Sinopse: “Aranha” tem início na década de 1970, quando Inés, Justo e Gerardo pertenciam a um violento grupo nacionalista que pretendia derrubar o governo de Salvador Allende. Em meio ao fervor desse conflito, eles se envolvem em um apaixonado triângulo amoroso e cometem um crime político que os separa para sempre. Quarenta anos depois, Gerardo surge inspirado não apenas pela vingança, mas também pela obsessão de reviver a causa nacionalista. Quando ele é preso por assassinato e a polícia descobre um arsenal em sua casa, o caso inevitavelmente passa a envolver seus antigos aliados. Mas Inés, hoje uma influente empresária, fará de tudo para impedir que Gerardo revele o passado dela e de Justo, seu marido.
Direção: Andrés Wood
Título Original: Araña (2019)
Gênero: Thriller | Drama
Duração: 1h 45min
País: Chile | Argentina | Brasil
Entre Teias
O Chile continua a comemorar a desvinculação com a período ditatorial de Augusto Pinochet que se deu domingo, dia 25 de outubro de 2020, com expressiva votação popular. Esse período durou de 1973 até 1990 com o golpe do, então, general-chefe chileno no presidente socialista Salvador Allende. Apesar da ditadura chilena ter terminado em 1990, a Constituição imposta por Pinochet permanecia a mesma, por isso a comemoração tão intensa e compartilhada entre os demais países da América Latina nos últimos dias.

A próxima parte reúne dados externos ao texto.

//! `{{.Field}}` placeholder templates.
//!
//! A template is parsed once into literal and placeholder segments, then
//! rendered against any `Serialize` record whose serialized form is a map of
//! field name to scalar. Values are inserted verbatim and never re-scanned.

use crate::error::RenderError;
use crate::render::RenderedDocument;

use serde::Serialize;
use serde_json::Value;

const OPEN: &str = "{{";
const CLOSE: &str = "}}";

#[derive(Debug, Clone, PartialEq, Eq)]
enum Segment<'a> {
    Text(&'a str),
    Field(&'a str),
}

/// A parsed template. Borrows the template text, which is normally `'static`.
#[derive(Debug, Clone)]
pub struct Template<'a> {
    name: &'a str,
    segments: Vec<Segment<'a>>,
}

impl<'a> Template<'a> {
    /// Split `text` into literal runs and `{{.Field}}` placeholders.
    ///
    /// Fails with `RenderError::Syntax` on an unclosed `{{`, a stray `}}`, or a
    /// marker whose body is not `.Identifier`.
    pub fn parse(name: &'a str, text: &'a str) -> Result<Self, RenderError> {
        let syntax = |offset: usize, reason: &str| RenderError::Syntax {
            template: name.to_string(),
            offset,
            reason: reason.to_string(),
        };

        let mut segments = Vec::new();
        let mut pos = 0;

        while pos < text.len() {
            let rest = &text[pos..];
            let next_open = rest.find(OPEN);
            let next_close = rest.find(CLOSE);

            let open = match (next_open, next_close) {
                (None, None) => {
                    segments.push(Segment::Text(rest));
                    break;
                }
                (None, Some(close)) => return Err(syntax(pos + close, "'}}' without matching '{{'")),
                (Some(open), Some(close)) if close < open => {
                    return Err(syntax(pos + close, "'}}' without matching '{{'"));
                }
                (Some(open), _) => open,
            };

            if open > 0 {
                segments.push(Segment::Text(&rest[..open]));
            }

            let body_start = pos + open + OPEN.len();
            let body_len = text[body_start..]
                .find(CLOSE)
                .ok_or_else(|| syntax(pos + open, "'{{' is never closed"))?;
            let body = &text[body_start..body_start + body_len];
            if body.contains(OPEN) {
                return Err(syntax(pos + open, "nested '{{' inside placeholder"));
            }

            let field = parse_field(body).ok_or_else(|| {
                syntax(pos + open, "placeholder must have the form {{.FieldName}}")
            })?;
            segments.push(Segment::Field(field));

            pos = body_start + body_len + CLOSE.len();
        }

        Ok(Self { name, segments })
    }

    /// Field names referenced by this template, in order of appearance.
    #[cfg(test)]
    pub fn fields(&self) -> impl Iterator<Item = &'a str> + '_ {
        self.segments.iter().filter_map(|s| match s {
            Segment::Field(f) => Some(*f),
            Segment::Text(_) => None,
        })
    }

    /// Render against `record`. Every placeholder must resolve to a scalar
    /// field of the record, otherwise `RenderError::Binding`.
    pub fn render<R: Serialize + ?Sized>(&self, record: &R) -> Result<RenderedDocument, RenderError> {
        // A record that does not serialize to a map exposes no fields; every
        // placeholder then reports as unbound.
        let fields = match serde_json::to_value(record) {
            Ok(Value::Object(map)) => map,
            _ => serde_json::Map::new(),
        };

        let mut out = String::new();
        for segment in &self.segments {
            match segment {
                Segment::Text(text) => out.push_str(text),
                Segment::Field(field) => {
                    let unbound = || RenderError::Binding {
                        template: self.name.to_string(),
                        field: field.to_string(),
                    };
                    match fields.get(*field).ok_or_else(unbound)? {
                        Value::String(s) => out.push_str(s),
                        Value::Number(n) => out.push_str(&n.to_string()),
                        Value::Bool(b) => out.push_str(if *b { "true" } else { "false" }),
                        Value::Null | Value::Array(_) | Value::Object(_) => return Err(unbound()),
                    }
                }
            }
        }

        Ok(RenderedDocument::new(out))
    }
}

/// Accepts `.Name` with optional surrounding whitespace.
fn parse_field(body: &str) -> Option<&str> {
    let ident = body.trim().strip_prefix('.')?;
    let mut chars = ident.chars();
    let first = chars.next()?;
    if !(first.is_ascii_alphabetic() || first == '_') {
        return None;
    }
    if chars.all(|c| c.is_ascii_alphanumeric() || c == '_') {
        Some(ident)
    } else {
        None
    }
}

/// Parse and render in one call.
pub fn render<R: Serialize + ?Sized>(
    record: &R,
    name: &str,
    template: &str,
) -> Result<RenderedDocument, RenderError> {
    Template::parse(name, template)?.render(record)
}
//! Bounded ingress buffer
//!
//! FIFO between the socket reader and the dispatcher. When full, the oldest
//! tick is evicted to admit the new one; the producer never blocks.

use super::IngressMessage;
use crate::telemetry::{self, CounterMetric, GaugeMetric};
use parking_lot::Mutex;
use std::collections::VecDeque;

/// Default number of buffered ticks
pub const DEFAULT_CAPACITY: usize = 100;

/// Drop-oldest bounded FIFO, safe to share between producer and consumer
#[derive(Debug)]
pub struct IngressBuffer {
    queue: Mutex<VecDeque<IngressMessage>>,
    capacity: usize,
}

impl IngressBuffer {
    /// Create a buffer holding at most `capacity` ticks (minimum 1)
    pub fn new(capacity: usize) -> Self {
        let capacity = capacity.max(1);
        Self {
            queue: Mutex::new(VecDeque::with_capacity(capacity)),
            capacity,
        }
    }

    /// Enqueue a tick, evicting the oldest one when full.
    ///
    /// Returns the evicted tick, if any.
    pub fn push(&self, msg: IngressMessage) -> Option<IngressMessage> {
        let mut queue = self.queue.lock();
        let evicted = if queue.len() >= self.capacity {
            queue.pop_front()
        } else {
            None
        };
        queue.push_back(msg);
        let depth = queue.len();
        drop(queue);

        if evicted.is_some() {
            telemetry::increment(CounterMetric::TicksEvicted);
        }
        telemetry::set_gauge(GaugeMetric::BufferDepth, depth as f64);
        evicted
    }

    /// Dequeue the oldest tick without waiting
    pub fn pop(&self) -> Option<IngressMessage> {
        self.queue.lock().pop_front()
    }

    pub fn len(&self) -> usize {
        self.queue.lock().len()
    }

    pub fn is_empty(&self) -> bool {
        self.queue.lock().is_empty()
    }

    pub fn capacity(&self) -> usize {
        self.capacity
    }

    /// Discard everything buffered
    pub fn clear(&self) {
        self.queue.lock().clear();
    }
}

impl Default for IngressBuffer {
    fn default() -> Self {
        Self::new(DEFAULT_CAPACITY)
    }
}
//! Tracked rows
//!
//! A row is one tracked instance of a pair. Several rows may share a symbol,
//! and a tick for that symbol updates all of them.

use super::{PriceState, SymbolPair};
use parking_lot::RwLock;
use serde::{Deserialize, Serialize};
use std::sync::atomic::{AtomicU64, Ordering};
use std::sync::Arc;

/// Identifier of a tracked row
#[derive(Debug, Clone, Copy, PartialEq, Eq, Hash, PartialOrd, Ord, Serialize, Deserialize)]
pub struct RowId(pub u64);

/// A pair under tracking and its latest price state
#[derive(Debug, Clone)]
pub struct TrackedPair {
    pub id: RowId,
    pub pair: SymbolPair,
    pub state: PriceState,
}

impl TrackedPair {
    pub fn symbol(&self) -> &str {
        &self.pair.symbol
    }
}

/// Shared, ordered collection of tracked rows
#[derive(Debug, Clone, Default)]
pub struct TrackedPairs {
    rows: Arc<RwLock<Vec<TrackedPair>>>,
    next_id: Arc<AtomicU64>,
}

impl TrackedPairs {
    pub fn new() -> Self {
        Self::default()
    }

    /// Start tracking a pair; returns the new row's id
    pub fn add(&self, pair: SymbolPair) -> RowId {
        let id = RowId(self.next_id.fetch_add(1, Ordering::Relaxed));
        self.rows.write().push(TrackedPair {
            id,
            pair,
            state: PriceState::default(),
        });
        id
    }

    /// Stop tracking a row
    pub fn remove(&self, id: RowId) -> Option<TrackedPair> {
        let mut rows = self.rows.write();
        let index = rows.iter().position(|row| row.id == id)?;
        Some(rows.remove(index))
    }

    pub fn get(&self, id: RowId) -> Option<TrackedPair> {
        self.rows.read().iter().find(|row| row.id == id).cloned()
    }

    /// Whether any row references `symbol`
    pub fn contains_symbol(&self, symbol: &str) -> bool {
        self.rows.read().iter().any(|row| row.symbol() == symbol)
    }

    /// Unique symbols across all rows, in first-seen order
    pub fn symbols(&self) -> Vec<String> {
        let rows = self.rows.read();
        let mut symbols: Vec<String> = Vec::with_capacity(rows.len());
        for row in rows.iter() {
            if !symbols.iter().any(|s| s == row.symbol()) {
                symbols.push(row.symbol().to_string());
            }
        }
        symbols
    }

    pub fn snapshot(&self) -> Vec<TrackedPair> {
        self.rows.read().clone()
    }

    pub fn len(&self) -> usize {
        self.rows.read().len()
    }

    pub fn is_empty(&self) -> bool {
        self.rows.read().is_empty()
    }

    /// Apply `state` to every row bound to `symbol`.
    ///
    /// Returns the ids of the rows that were updated, in row order.
    pub fn apply(&self, symbol: &str, state: &PriceState) -> Vec<RowId> {
        let mut rows = self.rows.write();
        rows.iter_mut()
            .filter(|row| row.symbol() == symbol)
            .map(|row| {
                row.state = state.clone();
                row.id
            })
            .collect()
    }
}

Essa é a realidade que Andrés Wood explora em “Aranha“. O início do governo de Allende, até seu sugerido fim, é narrado através do olhar de três jovens integrantes do movimento ultranacionalista Pátria e Liberdade. O filme, assistido na programação da seção Perspectiva Internacional da 44ª Mostra Internacional de Cinema de São Paulo, deve ganhar logo os grandes circuitos do Brasil – e acho interessante trazer um pouco do contexto político/social para o debate, já que esse parece ser também um interesse particular de seu diretor. Wood já o havia explorado em “Machuca” (2004), de forma inteiramente diferente, mas tratando do grande conflito entre esquerda e direita – que hoje se reatualiza.

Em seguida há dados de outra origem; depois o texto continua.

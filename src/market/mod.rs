//! Market module
//!
//! Tradable symbol pairs, the per-row price state and the catalog that
//! lists every pair the exchange currently trades.

mod exchange_info;
mod tracker;

pub use exchange_info::{ExchangeInfoClient, ExchangeInfoConfig};
pub use tracker::{RowId, TrackedPair, TrackedPairs};

use crate::error::FeedError;
use async_trait::async_trait;
use rust_decimal::prelude::*;
use serde::{Deserialize, Serialize};

/// A tradable exchange pair, e.g. BTCUSDT = BTC / USDT
#[derive(Debug, Clone, PartialEq, Eq, Hash, Serialize, Deserialize)]
pub struct SymbolPair {
    /// Exchange symbol (e.g., "BTCUSDT")
    pub symbol: String,
    /// Base asset (e.g., "BTC")
    pub base_asset: String,
    /// Quote asset (e.g., "USDT")
    pub quote_asset: String,
}

impl SymbolPair {
    pub fn new(
        symbol: impl Into<String>,
        base_asset: impl Into<String>,
        quote_asset: impl Into<String>,
    ) -> Self {
        Self {
            symbol: symbol.into().to_uppercase(),
            base_asset: base_asset.into(),
            quote_asset: quote_asset.into(),
        }
    }

    /// A pair known only by its symbol, as when it comes from the command line
    pub fn from_symbol(symbol: impl Into<String>) -> Self {
        Self::new(symbol, "", "")
    }
}

/// Live price figures for one tracked row
#[derive(Debug, Clone, Default, PartialEq, Serialize, Deserialize)]
pub struct PriceState {
    pub price: Decimal,
    pub change: Decimal,
    pub change_percent: Decimal,
    /// Reference ("open") price the change is measured against
    pub baseline: Option<Decimal>,
}

impl PriceState {
    /// Derive change figures for `price` against a non-zero `baseline`.
    ///
    /// Returns `None` when the baseline is zero.
    pub fn derive(price: Decimal, baseline: Decimal) -> Option<Self> {
        if baseline.is_zero() {
            return None;
        }
        let change = price - baseline;
        let change_percent = change / baseline * Decimal::ONE_HUNDRED;
        Some(Self {
            price,
            change,
            change_percent,
            baseline: Some(baseline),
        })
    }

    pub fn direction(&self) -> Direction {
        Direction::of(self.change)
    }

    /// Price rendered with magnitude-aware precision
    pub fn price_display(&self) -> String {
        format_number(self.price)
    }

    /// Change rendered with 2 decimals when the price is above 1
    pub fn change_display(&self) -> String {
        if self.price > Decimal::ONE {
            format!("{:.2}", self.change)
        } else {
            format_number(self.change)
        }
    }

    pub fn percent_display(&self) -> String {
        format!("{:.2}%", self.change_percent)
    }
}

/// Sign of a price change
#[derive(Debug, Clone, Copy, PartialEq, Eq, Serialize, Deserialize)]
pub enum Direction {
    Up,
    Down,
    Flat,
}

impl Direction {
    pub fn of(change: Decimal) -> Self {
        if change.is_sign_positive() && !change.is_zero() {
            Direction::Up
        } else if change.is_sign_negative() && !change.is_zero() {
            Direction::Down
        } else {
            Direction::Flat
        }
    }
}

/// Format with 2 decimals, or with enough decimals to show the leading
/// significant digits when the magnitude is below 1.
pub fn format_number(value: Decimal) -> String {
    let abs = value.abs();
    let decimals = if !abs.is_zero() && abs < Decimal::ONE {
        let inverse = (Decimal::ONE / abs).round();
        inverse.to_string().len() + 1
    } else {
        2
    };
    format!("{:.*}", decimals, value)
}

/// Source of the full list of tradable pairs
#[async_trait]
pub trait SymbolCatalog: Send + Sync {
    /// Fetch every currently tradable pair
    async fn fetch_pairs(&self) -> Result<Vec<SymbolPair>, FeedError>;
}
//! Price feed module
//!
//! Decodes push-feed frames into ticks and buffers them between the socket
//! and the dispatcher.

mod binance;
mod buffer;
mod types;

pub use binance::parse_frame;
pub use buffer::{IngressBuffer, DEFAULT_CAPACITY};
pub use types::IngressMessage;
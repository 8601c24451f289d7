//! Stream connection with fixed-delay reconnection
//!
//! The socket is owned by a single background task. Other components reach
//! it only through this handle: control frames go through a channel, inbound
//! ticks go straight into the ingress buffer and are never processed on the
//! receive path.

use super::state::{CloseOutcome, ConnectionMachine};
use super::subscription::{ControlFrame, SubscriptionRegistry};
use super::types::{ConnectionState, WsConfig};
use crate::error::FeedError;
use crate::feed::{parse_frame, IngressBuffer};
use crate::telemetry::{self, CounterMetric, GaugeMetric};
use futures_util::{SinkExt, StreamExt};
use parking_lot::Mutex;
use std::sync::Arc;
use tokio::sync::{mpsc, watch};
use tokio::task::JoinHandle;
use tokio::time::sleep;
use tokio_tungstenite::{connect_async, tungstenite::Message};
use tokio_util::sync::CancellationToken;

/// Callback run each time the connection opens, after the subscription replay
pub type OpenHook = Arc<dyn Fn() + Send + Sync>;

/// Handle to the push-feed connection
pub struct StreamConnection {
    inner: Arc<Inner>,
}

struct Inner {
    config: WsConfig,
    registry: Arc<SubscriptionRegistry>,
    buffer: Arc<IngressBuffer>,
    machine: Mutex<ConnectionMachine>,
    state_tx: watch::Sender<ConnectionState>,
    frame_tx: mpsc::UnboundedSender<String>,
    frame_rx: tokio::sync::Mutex<mpsc::UnboundedReceiver<String>>,
    on_open: Mutex<Option<OpenHook>>,
    shutdown: CancellationToken,
    task: Mutex<Option<JoinHandle<()>>>,
}

impl StreamConnection {
    pub fn new(
        config: WsConfig,
        registry: Arc<SubscriptionRegistry>,
        buffer: Arc<IngressBuffer>,
    ) -> Self {
        let (state_tx, _) = watch::channel(ConnectionState::Disconnected);
        let (frame_tx, frame_rx) = mpsc::unbounded_channel();
        let machine = ConnectionMachine::new(config.max_reconnect_attempts);

        Self {
            inner: Arc::new(Inner {
                config,
                registry,
                buffer,
                machine: Mutex::new(machine),
                state_tx,
                frame_tx,
                frame_rx: tokio::sync::Mutex::new(frame_rx),
                on_open: Mutex::new(None),
                shutdown: CancellationToken::new(),
                task: Mutex::new(None),
            }),
        }
    }

    /// Register the callback run on every successful open
    pub fn on_open(&self, hook: impl Fn() + Send + Sync + 'static) {
        *self.inner.on_open.lock() = Some(Arc::new(hook));
    }

    pub fn url(&self) -> &str {
        &self.inner.config.url
    }

    pub fn state(&self) -> ConnectionState {
        self.inner.machine.lock().state()
    }

    /// Watch state transitions
    pub fn watch_state(&self) -> watch::Receiver<ConnectionState> {
        self.inner.state_tx.subscribe()
    }

    /// Reconnect attempts since the last successful open
    pub fn reconnect_attempts(&self) -> u32 {
        self.inner.machine.lock().reconnect_attempts()
    }

    pub fn registry(&self) -> &Arc<SubscriptionRegistry> {
        &self.inner.registry
    }

    /// Whether the connection task is alive (connected, connecting or
    /// waiting to reconnect)
    pub fn is_running(&self) -> bool {
        self.inner
            .task
            .lock()
            .as_ref()
            .is_some_and(|handle| !handle.is_finished())
    }

    /// Start connecting.
    ///
    /// A no-op returning false unless the connection is disconnected, so at
    /// most one socket is ever live. Also serves as the external retrigger
    /// after automatic reconnects were exhausted.
    pub fn connect(&self) -> bool {
        let started = self.inner.transition(|machine| {
            if !machine.begin_connect() {
                return false;
            }
            machine.retrigger();
            true
        });
        if !started {
            tracing::debug!(state = %self.state(), "Connect ignored");
            return false;
        }

        let inner = self.inner.clone();
        let handle = tokio::spawn(async move {
            inner.run().await;
        });
        *self.inner.task.lock() = Some(handle);
        true
    }

    /// Subscribe symbols; sends one frame for the newly added ones.
    ///
    /// Returns whether a frame went out. While disconnected the set is only
    /// recorded and will be replayed on the next open.
    pub fn subscribe<I, S>(&self, symbols: I) -> bool
    where
        I: IntoIterator<Item = S>,
        S: AsRef<str>,
    {
        self.inner.control(|registry| registry.add_many(symbols))
    }

    pub fn subscribe_one(&self, symbol: &str) -> bool {
        self.subscribe([symbol])
    }

    /// Unsubscribe symbols; sends one frame for those that were present
    pub fn unsubscribe<I, S>(&self, symbols: I) -> bool
    where
        I: IntoIterator<Item = S>,
        S: AsRef<str>,
    {
        self.inner.control(|registry| registry.remove_many(symbols))
    }

    pub fn unsubscribe_one(&self, symbol: &str) -> bool {
        self.unsubscribe([symbol])
    }

    /// Close the connection and wait for the socket task to finish.
    ///
    /// The manual-close flag is set before the socket is torn down so the
    /// close is never mistaken for a lost connection.
    pub async fn close(&self) {
        let was_active = self.inner.transition(|machine| machine.request_close());
        self.inner.shutdown.cancel();

        let handle = self.inner.task.lock().take();
        if let Some(handle) = handle {
            if let Err(e) = handle.await {
                tracing::error!(error = %e, "Stream task panicked");
            }
        }

        tracing::info!(was_active, "Stream connection closed");
    }
}

impl Drop for StreamConnection {
    fn drop(&mut self) {
        self.inner.shutdown.cancel();
    }
}

impl Inner {
    /// Apply a state-machine transition and publish the resulting state
    fn transition<T>(&self, f: impl FnOnce(&mut ConnectionMachine) -> T) -> T {
        let mut machine = self.machine.lock();
        let out = f(&mut machine);
        let state = machine.state();
        drop(machine);

        self.publish(state);
        out
    }

    fn publish(&self, state: ConnectionState) {
        self.state_tx.send_replace(state);
        telemetry::set_gauge(GaugeMetric::ConnectionState, state.as_gauge());
    }

    /// Mutate the registry and queue the resulting frame.
    ///
    /// Runs under the machine lock, the same lock the open step holds while
    /// it drains stale frames and snapshots the registry, so every change
    /// lands either in the replay or in a frame queued after it.
    fn control(&self, change: impl FnOnce(&SubscriptionRegistry) -> Option<ControlFrame>) -> bool {
        let machine = self.machine.lock();
        let Some(frame) = change(&self.registry) else {
            return false;
        };

        if machine.state() != ConnectionState::Connected {
            tracing::debug!(
                method = ?frame.method,
                params = ?frame.params,
                "Not connected, frame deferred to replay"
            );
            return false;
        }

        let json = match frame.to_json() {
            Ok(json) => json,
            Err(e) => {
                tracing::error!(error = %e, "Failed to encode control frame");
                return false;
            }
        };

        if self.frame_tx.send(json).is_err() {
            tracing::error!("Stream task gone, control frame dropped");
            return false;
        }
        drop(machine);

        tracing::info!(method = ?frame.method, params = ?frame.params, "Control frame queued");
        true
    }

    fn receive(&self, text: &str) {
        match parse_frame(text) {
            Some(tick) => {
                telemetry::increment(CounterMetric::TicksReceived);
                self.buffer.push(tick);
            }
            None => {
                telemetry::increment(CounterMetric::IgnoredFrames);
                tracing::trace!(
                    preview = %text.chars().take(100).collect::<String>(),
                    "Ignoring non-data frame"
                );
            }
        }
    }

    /// Connection loop: one session per iteration, fixed delay between
    /// unexpected closes, until closed manually or out of attempts.
    async fn run(self: Arc<Self>) {
        // Held for the task's lifetime; a retriggered task waits here until
        // the previous one has exited.
        let mut frames = self.frame_rx.lock().await;

        loop {
            match self.session(&mut frames).await {
                Ok(()) => tracing::info!("WebSocket session ended"),
                Err(e) => tracing::warn!(error = %e, "WebSocket session failed"),
            }

            match self.transition(|machine| machine.on_close()) {
                CloseOutcome::Manual => break,
                CloseOutcome::Exhausted => {
                    tracing::error!(
                        error = %FeedError::RetryExhausted(self.config.max_reconnect_attempts),
                        "Giving up reconnecting"
                    );
                    break;
                }
                CloseOutcome::Reconnect { attempt } => {
                    telemetry::increment(CounterMetric::ReconnectAttempts);
                    tracing::warn!(
                        attempt,
                        delay_ms = self.config.reconnect_delay.as_millis() as u64,
                        "WebSocket reconnecting"
                    );

                    tokio::select! {
                        _ = self.shutdown.cancelled() => break,
                        _ = sleep(self.config.reconnect_delay) => {}
                    }

                    if !self.transition(|machine| machine.begin_connect()) {
                        break;
                    }
                }
            }
        }
    }

    /// Connecting -> Connected, discarding frames queued before this open
    /// and snapshotting the registry in the same critical section.
    ///
    /// Returns `None` when the socket must be dropped, otherwise the replay
    /// frame (if anything is subscribed).
    fn open(&self, frames: &mut mpsc::UnboundedReceiver<String>) -> Option<Option<ControlFrame>> {
        let mut machine = self.machine.lock();
        let opened = machine.on_open();
        let replay = if opened {
            while frames.try_recv().is_ok() {}
            self.registry.resubscribe_frame()
        } else {
            None
        };
        let state = machine.state();
        drop(machine);

        self.publish(state);
        opened.then_some(replay)
    }

    /// Connect, replay subscriptions and pump messages until the socket
    /// closes or shutdown is requested.
    async fn session(
        &self,
        frames: &mut mpsc::UnboundedReceiver<String>,
    ) -> Result<(), FeedError> {
        tracing::info!(url = %self.config.url, "Connecting to WebSocket");

        let (ws_stream, _response) = tokio::select! {
            _ = self.shutdown.cancelled() => return Ok(()),
            result = connect_async(self.config.url.as_str()) => result?,
        };

        let (mut write, mut read) = ws_stream.split();

        let Some(replay) = self.open(frames) else {
            tracing::info!("Close requested while connecting, dropping socket");
            let _ = write.send(Message::Close(None)).await;
            return Ok(());
        };

        tracing::info!("WebSocket connected");

        if let Some(frame) = replay {
            write.send(Message::Text(frame.to_json()?)).await?;
            tracing::info!(streams = frame.params.len(), "Replayed subscriptions");
        }

        let hook = self.on_open.lock().clone();
        if let Some(hook) = hook {
            hook();
        }

        let mut ping_interval = tokio::time::interval(self.config.ping_interval);
        ping_interval.set_missed_tick_behavior(tokio::time::MissedTickBehavior::Skip);
        ping_interval.tick().await;
        let mut waiting_for_pong = false;

        loop {
            tokio::select! {
                _ = self.shutdown.cancelled() => {
                    let _ = write.send(Message::Close(None)).await;
                    return Ok(());
                }

                msg = read.next() => {
                    match msg {
                        Some(Ok(Message::Text(text))) => self.receive(&text),
                        Some(Ok(Message::Ping(data))) => {
                            write.send(Message::Pong(data)).await?;
                        }
                        Some(Ok(Message::Pong(_))) => {
                            waiting_for_pong = false;
                        }
                        Some(Ok(Message::Close(frame))) => {
                            tracing::info!(?frame, "Received close frame");
                            return Ok(());
                        }
                        Some(Ok(_)) => {}
                        Some(Err(e)) => return Err(e.into()),
                        None => {
                            return Err(FeedError::ConnectionLost("stream ended unexpectedly".into()));
                        }
                    }
                }

                frame = frames.recv() => {
                    if let Some(text) = frame {
                        write.send(Message::Text(text)).await?;
                    }
                }

                _ = ping_interval.tick() => {
                    if waiting_for_pong {
                        return Err(FeedError::ConnectionLost("pong timeout".into()));
                    }
                    write.send(Message::Ping(Vec::new())).await?;
                    waiting_for_pong = true;
                }
            }
        }
    }
}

Ao retomar a vida das personagens nos dias atuais, provocada por um temido reencontro, o cineasta nos oferece um thriller político bem construído e que nos prende, apesar de não utilizar grandes reviravoltas ou mistérios. Há, no entanto, a angústia que paira no ar. Aquilo que faz com que os olhos de Inês (Mercedes Morán) e Justo (Felipe Armas) permaneçam abertos durante as noites posteriores ao aparecimento de Gerardo (Marcelo Alonso). Após conhecer o outsider durante sessão de fotos no ano de 1971, o casal o integra ao mundo de ostentação e reuniões políticas do Pátria e Liberdade (além das violentas escapadas noturnas que, inicialmente, incluem espancamentos e linchamentos). Formado por integrantes jovens de dois mundos opostos – o da riqueza e o do descolamento identitário, como trecho do próprio filme esclarece – trata-se de um movimento que efetivamente existiu.

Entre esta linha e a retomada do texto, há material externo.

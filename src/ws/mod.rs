//! Push-feed connection
//!
//! Owns the single WebSocket to the exchange stream: connect/reconnect state
//! machine, the authoritative subscription set, and the receive path that
//! hands ticks to the ingress buffer.

mod client;
mod state;
mod subscription;
mod types;

pub use client::{OpenHook, StreamConnection};
pub use state::{CloseOutcome, ConnectionMachine};
pub use subscription::{stream_name, ControlFrame, ControlMethod, SubscriptionRegistry};
pub use types::{ConnectionState, WsConfig, BINANCE_STREAM_URL};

Ao partir de um fato real para construir sua narrativa ficcional, “Aranha” mostra não somente o conflito geracional e econômico (ora entre o filho e o casal conservador, ora entre a população chilena de maneira mais estendida), mas também as maneiras que são encontradas para contornar ou remodelar os erros não tão (nem um pouco…) inocentes do passado. Inês e Gerardo não nos encantam tanto quanto personagens como o próprio Machuca ou Alexander Kerner (o ator Daniel Brühl em “Adeus Lênin“, de 2003). Porém, trazem, ao menos, o gosto que as melhores narrativas políticas trazem. O filme, então, não decepciona. Embora sinta falta de um maior envolvimento com as personagens, que poderia ser gerado por um relato mais completo sobre suas escolhas e caminhadas, não sei quais sequências e cenas poderiam ser retiradas para essa construção fosse elaborada.
Em suas quase exatas uma hora e meia, “Aranha” caminha bem e poderia se tornar redundante, caso fosse alongado. As patas esquerdas e direitas da aranha nos agarram, mas quase nos deixam escapar. Talvez, seja essa a sensação que ele queira deixar. Mas, tenho dado um crédito enorme para construções e projetos que tratam de temas complexos e importantes sem caírem no pedantismo, provocando a vontade de pensar sobre e ou discutir determinado assunto. Se há alguma saída para a realidade vivida tanto no período ditatorial sul-americano quanto agora, acho que ela só pode ser tecida por aí.